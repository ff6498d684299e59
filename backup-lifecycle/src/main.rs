//! backup-lifecycle - Main entry point
//!
//! Backup, verify and restore for the ComfyUI/OpenWebUI stack.

use anyhow::Context as _;
use backup_lifecycle::commands::{self, BackupArgs, Context, ListArgs, Outcome, PruneArgs, RestoreArgs, VerifyArgs};
use backup_lifecycle::{config::Config, shutdown::ShutdownCoordinator, utils};
use clap::{Parser, Subcommand};
use std::path::PathBuf;
use std::process::ExitCode;
use std::sync::Arc;

#[derive(Parser, Debug)]
#[command(author, version, about, long_about = None)]
struct Cli {
    /// Path to configuration file
    #[arg(short, long, value_name = "FILE", global = true)]
    config: Option<PathBuf>,

    /// Log level (trace, debug, info, warn, error)
    #[arg(short, long, global = true)]
    log_level: Option<String>,

    #[command(subcommand)]
    command: Command,
}

#[derive(Subcommand, Debug)]
enum Command {
    /// Create a new archive from the backup manifest
    Backup(BackupArgs),
    /// Restore an archive into the install root
    Restore(RestoreArgs),
    /// Check an archive's checksum and structure without extracting
    VerifyBackup(VerifyArgs),
    /// List archives in the output directory
    List(ListArgs),
    /// Delete all but the newest archives
    Prune(PruneArgs),
    /// Print the effective configuration
    ShowConfig,
}

fn startup(cli: &Cli) -> anyhow::Result<Config> {
    let config = Config::load(cli.config.as_deref()).context("failed to load configuration")?;
    let log_level = cli.log_level.as_deref().unwrap_or(&config.log.level);
    utils::logger::init(log_level).context("failed to initialize logging")?;
    Ok(config)
}

fn run(ctx: &Context, command: &Command) -> Result<Outcome, commands::Failure> {
    if !matches!(command, Command::ShowConfig) {
        ctx.validate()?;
    }
    match command {
        Command::Backup(args) => commands::backup(ctx, args),
        Command::Restore(args) => commands::restore(ctx, args),
        Command::VerifyBackup(args) => commands::verify_backup(ctx, args),
        Command::List(args) => commands::list(ctx, args),
        Command::Prune(args) => commands::prune(ctx, args),
        Command::ShowConfig => commands::show_config(ctx),
    }
}

#[tokio::main]
async fn main() -> ExitCode {
    let cli = Cli::parse();

    let config = match startup(&cli) {
        Ok(config) => config,
        Err(e) => {
            eprintln!("error: {:#}", e);
            let code = e
                .downcast_ref::<backup_lifecycle::LifecycleError>()
                .map(|e| e.exit_code())
                .unwrap_or(1);
            return ExitCode::from(code);
        }
    };

    tracing::debug!("backup-lifecycle v{}", env!("CARGO_PKG_VERSION"));

    // Signals cancel the token; the pipeline stops at the next stage boundary
    // and unwinds its guards before the blocking task returns.
    let coordinator = Arc::new(ShutdownCoordinator::new());
    let ctx = Context::new(config, coordinator.token());
    let signals = {
        let coordinator = coordinator.clone();
        tokio::spawn(async move { coordinator.watch().await })
    };

    let command = cli.command;
    let result = tokio::task::spawn_blocking(move || run(&ctx, &command)).await;
    signals.abort();

    match result {
        Ok(Ok(outcome)) => {
            print!("{}", outcome.report);
            ExitCode::from(outcome.code)
        }
        Ok(Err(failure)) => {
            eprintln!("error: {}", failure);
            if let Some(snapshot) = &failure.snapshot {
                eprintln!("safety snapshot: {}", snapshot.display());
            }
            if let Some(hint) = &failure.hint {
                eprintln!("hint: {}", hint);
            }
            ExitCode::from(failure.exit_code())
        }
        Err(e) => {
            eprintln!("error: command task failed: {}", e);
            ExitCode::FAILURE
        }
    }
}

§

Where the string "tokio" turns up in a line of the data above, copy that whole line.

#[tokio::main]
        tokio::spawn(async move { coordinator.watch().await })
    let result = tokio::task::spawn_blocking(move || run(&ctx, &command)).await;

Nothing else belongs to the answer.